WHAT TO DO: Give every line of the records exactly, please, from the first up to and including the one containing "only when the".

═══ DATA SECTION ═══

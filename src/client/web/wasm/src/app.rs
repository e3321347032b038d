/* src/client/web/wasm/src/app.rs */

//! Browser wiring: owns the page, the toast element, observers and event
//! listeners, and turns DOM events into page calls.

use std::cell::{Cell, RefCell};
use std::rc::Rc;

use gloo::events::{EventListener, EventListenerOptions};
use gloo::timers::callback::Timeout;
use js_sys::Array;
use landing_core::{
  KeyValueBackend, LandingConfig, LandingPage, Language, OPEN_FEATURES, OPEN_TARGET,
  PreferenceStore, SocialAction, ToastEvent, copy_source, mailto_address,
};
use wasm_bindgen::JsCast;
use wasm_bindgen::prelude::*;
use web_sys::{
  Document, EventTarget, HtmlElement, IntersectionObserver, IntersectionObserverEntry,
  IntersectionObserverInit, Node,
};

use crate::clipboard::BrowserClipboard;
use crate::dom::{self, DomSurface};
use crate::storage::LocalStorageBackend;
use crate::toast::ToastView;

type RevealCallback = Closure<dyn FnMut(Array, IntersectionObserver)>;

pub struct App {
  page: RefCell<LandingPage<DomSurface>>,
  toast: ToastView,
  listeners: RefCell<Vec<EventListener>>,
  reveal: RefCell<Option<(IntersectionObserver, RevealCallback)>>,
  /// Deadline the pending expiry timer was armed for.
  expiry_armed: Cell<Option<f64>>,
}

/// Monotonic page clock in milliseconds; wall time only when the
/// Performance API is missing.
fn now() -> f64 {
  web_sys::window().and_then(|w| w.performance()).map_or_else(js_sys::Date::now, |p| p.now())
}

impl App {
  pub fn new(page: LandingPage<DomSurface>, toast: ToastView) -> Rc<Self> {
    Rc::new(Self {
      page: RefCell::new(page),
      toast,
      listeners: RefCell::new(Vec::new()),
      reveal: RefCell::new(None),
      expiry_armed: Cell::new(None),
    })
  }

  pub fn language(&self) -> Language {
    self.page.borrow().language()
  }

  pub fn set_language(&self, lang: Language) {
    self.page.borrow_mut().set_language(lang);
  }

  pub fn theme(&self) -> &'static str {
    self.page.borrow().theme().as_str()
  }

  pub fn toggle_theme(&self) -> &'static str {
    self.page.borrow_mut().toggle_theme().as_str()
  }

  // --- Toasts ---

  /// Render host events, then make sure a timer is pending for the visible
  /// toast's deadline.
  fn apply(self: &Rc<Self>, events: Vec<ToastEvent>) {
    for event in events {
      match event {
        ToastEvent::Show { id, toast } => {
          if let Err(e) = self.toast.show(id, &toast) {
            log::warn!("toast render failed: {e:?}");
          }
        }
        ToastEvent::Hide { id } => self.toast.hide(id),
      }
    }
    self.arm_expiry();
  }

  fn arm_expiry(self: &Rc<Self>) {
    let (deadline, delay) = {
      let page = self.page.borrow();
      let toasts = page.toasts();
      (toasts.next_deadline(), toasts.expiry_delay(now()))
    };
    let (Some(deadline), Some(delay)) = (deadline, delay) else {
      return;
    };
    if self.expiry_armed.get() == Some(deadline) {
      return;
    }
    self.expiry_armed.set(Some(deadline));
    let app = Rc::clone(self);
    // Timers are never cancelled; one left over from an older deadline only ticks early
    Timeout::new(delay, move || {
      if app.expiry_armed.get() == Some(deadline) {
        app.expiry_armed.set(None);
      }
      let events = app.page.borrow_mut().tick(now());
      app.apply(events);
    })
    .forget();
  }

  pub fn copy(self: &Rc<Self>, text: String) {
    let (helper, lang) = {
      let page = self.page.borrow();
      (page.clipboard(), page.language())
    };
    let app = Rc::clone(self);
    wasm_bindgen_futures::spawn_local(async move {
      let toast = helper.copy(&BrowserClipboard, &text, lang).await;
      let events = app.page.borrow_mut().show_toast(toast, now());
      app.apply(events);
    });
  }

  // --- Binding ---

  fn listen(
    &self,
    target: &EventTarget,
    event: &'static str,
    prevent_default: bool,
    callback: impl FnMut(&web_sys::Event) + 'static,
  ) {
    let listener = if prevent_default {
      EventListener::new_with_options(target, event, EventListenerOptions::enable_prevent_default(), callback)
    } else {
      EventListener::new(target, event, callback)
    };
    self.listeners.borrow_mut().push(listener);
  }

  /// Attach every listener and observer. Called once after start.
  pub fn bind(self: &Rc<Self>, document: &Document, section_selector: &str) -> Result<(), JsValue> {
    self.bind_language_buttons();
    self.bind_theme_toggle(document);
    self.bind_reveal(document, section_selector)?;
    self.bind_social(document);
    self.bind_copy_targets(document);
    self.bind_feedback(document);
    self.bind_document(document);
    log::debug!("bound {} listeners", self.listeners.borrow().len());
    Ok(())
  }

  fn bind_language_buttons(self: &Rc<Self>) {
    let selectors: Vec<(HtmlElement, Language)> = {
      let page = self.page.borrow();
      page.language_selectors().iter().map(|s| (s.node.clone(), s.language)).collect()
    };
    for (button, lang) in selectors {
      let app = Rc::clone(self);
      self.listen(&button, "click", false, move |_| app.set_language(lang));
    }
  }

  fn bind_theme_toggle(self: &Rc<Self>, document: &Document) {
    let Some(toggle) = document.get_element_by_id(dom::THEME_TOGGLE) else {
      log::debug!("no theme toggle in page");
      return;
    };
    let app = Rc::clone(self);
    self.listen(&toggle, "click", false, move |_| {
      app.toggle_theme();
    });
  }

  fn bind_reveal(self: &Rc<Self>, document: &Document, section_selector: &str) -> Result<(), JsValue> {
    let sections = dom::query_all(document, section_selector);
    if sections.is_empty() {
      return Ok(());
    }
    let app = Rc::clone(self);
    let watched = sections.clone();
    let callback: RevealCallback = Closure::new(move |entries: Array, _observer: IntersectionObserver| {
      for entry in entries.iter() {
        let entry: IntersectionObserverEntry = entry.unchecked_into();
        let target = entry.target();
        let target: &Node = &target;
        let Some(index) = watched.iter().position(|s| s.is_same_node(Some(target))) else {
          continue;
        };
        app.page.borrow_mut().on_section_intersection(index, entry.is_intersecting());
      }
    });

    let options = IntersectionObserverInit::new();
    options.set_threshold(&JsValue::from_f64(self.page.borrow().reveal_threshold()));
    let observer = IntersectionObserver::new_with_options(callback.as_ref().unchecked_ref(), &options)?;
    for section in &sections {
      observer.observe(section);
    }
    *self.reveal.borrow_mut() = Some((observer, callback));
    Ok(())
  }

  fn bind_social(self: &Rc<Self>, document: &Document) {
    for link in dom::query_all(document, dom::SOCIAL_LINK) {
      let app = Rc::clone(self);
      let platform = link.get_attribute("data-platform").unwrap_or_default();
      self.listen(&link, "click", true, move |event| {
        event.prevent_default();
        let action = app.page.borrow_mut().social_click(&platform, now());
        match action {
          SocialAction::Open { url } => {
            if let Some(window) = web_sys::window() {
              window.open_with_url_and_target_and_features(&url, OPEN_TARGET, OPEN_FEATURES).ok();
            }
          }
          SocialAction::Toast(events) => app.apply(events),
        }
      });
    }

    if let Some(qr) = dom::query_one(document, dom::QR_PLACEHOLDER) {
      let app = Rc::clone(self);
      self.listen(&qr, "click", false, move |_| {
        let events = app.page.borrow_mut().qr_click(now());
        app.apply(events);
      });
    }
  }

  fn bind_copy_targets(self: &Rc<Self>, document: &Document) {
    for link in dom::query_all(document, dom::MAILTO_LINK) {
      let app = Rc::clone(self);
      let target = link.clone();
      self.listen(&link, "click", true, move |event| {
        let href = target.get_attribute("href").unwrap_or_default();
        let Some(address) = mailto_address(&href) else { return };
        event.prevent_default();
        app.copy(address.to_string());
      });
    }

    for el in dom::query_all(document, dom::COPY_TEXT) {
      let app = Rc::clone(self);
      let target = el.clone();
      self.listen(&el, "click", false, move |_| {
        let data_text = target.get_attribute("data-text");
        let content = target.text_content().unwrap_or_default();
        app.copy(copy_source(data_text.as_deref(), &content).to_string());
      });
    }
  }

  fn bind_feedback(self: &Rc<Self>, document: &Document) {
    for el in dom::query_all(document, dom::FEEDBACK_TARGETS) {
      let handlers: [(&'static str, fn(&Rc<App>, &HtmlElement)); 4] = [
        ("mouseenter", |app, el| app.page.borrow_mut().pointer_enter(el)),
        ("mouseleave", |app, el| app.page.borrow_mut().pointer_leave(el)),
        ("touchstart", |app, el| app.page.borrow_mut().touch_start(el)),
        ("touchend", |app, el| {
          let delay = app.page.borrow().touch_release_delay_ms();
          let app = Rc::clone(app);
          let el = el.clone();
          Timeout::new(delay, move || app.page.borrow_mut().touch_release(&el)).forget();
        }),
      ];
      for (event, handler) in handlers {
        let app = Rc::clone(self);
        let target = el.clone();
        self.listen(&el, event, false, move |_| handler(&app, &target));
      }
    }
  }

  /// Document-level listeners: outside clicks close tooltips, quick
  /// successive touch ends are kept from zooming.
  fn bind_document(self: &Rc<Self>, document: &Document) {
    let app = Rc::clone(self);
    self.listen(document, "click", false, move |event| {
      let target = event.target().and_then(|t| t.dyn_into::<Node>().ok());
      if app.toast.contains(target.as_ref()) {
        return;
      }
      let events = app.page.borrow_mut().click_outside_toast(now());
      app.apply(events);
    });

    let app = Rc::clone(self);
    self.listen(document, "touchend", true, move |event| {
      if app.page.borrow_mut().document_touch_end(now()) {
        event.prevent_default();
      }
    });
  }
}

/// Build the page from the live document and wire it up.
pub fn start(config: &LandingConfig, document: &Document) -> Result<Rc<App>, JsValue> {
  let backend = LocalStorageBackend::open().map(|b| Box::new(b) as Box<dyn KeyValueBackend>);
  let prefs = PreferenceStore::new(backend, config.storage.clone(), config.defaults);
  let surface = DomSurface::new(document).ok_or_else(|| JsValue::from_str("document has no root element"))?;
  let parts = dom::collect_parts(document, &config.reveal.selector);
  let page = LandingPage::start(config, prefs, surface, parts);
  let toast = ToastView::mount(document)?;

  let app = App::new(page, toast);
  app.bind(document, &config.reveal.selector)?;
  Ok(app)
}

═══

ANSWER SPACE:
filename src/client/web/wasm/src/app.rs
repository e3321347032b038d
/* src/client/web/wasm/src/app.rs */

//! Browser wiring: owns the page, the toast element, observers and event
//! listeners, and turns DOM events into page calls.

use std::cell::{Cell, RefCell};
use std::rc::Rc;

use gloo::events::{EventListener, EventListenerOptions};
use gloo::timers::callback::Timeout;
use js_sys::Array;
use landing_core::{
  KeyValueBackend, LandingConfig, LandingPage, Language, OPEN_FEATURES, OPEN_TARGET,
  PreferenceStore, SocialAction, ToastEvent, copy_source, mailto_address,
};
use wasm_bindgen::JsCast;
use wasm_bindgen::prelude::*;
use web_sys::{
  Document, EventTarget, HtmlElement, IntersectionObserver, IntersectionObserverEntry,
  IntersectionObserverInit, Node,
};

use crate::clipboard::BrowserClipboard;
use crate::dom::{self, DomSurface};
use crate::storage::LocalStorageBackend;
use crate::toast::ToastView;

type RevealCallback = Closure<dyn FnMut(Array, IntersectionObserver)>;

pub struct App {
  page: RefCell<LandingPage<DomSurface>>,
  toast: ToastView,
  listeners: RefCell<Vec<EventListener>>,
  reveal: RefCell<Option<(IntersectionObserver, RevealCallback)>>,
  /// Deadline the pending expiry timer was armed for.
  expiry_armed: Cell<Option<f64>>,
}

/// Monotonic page clock in milliseconds; wall time only when the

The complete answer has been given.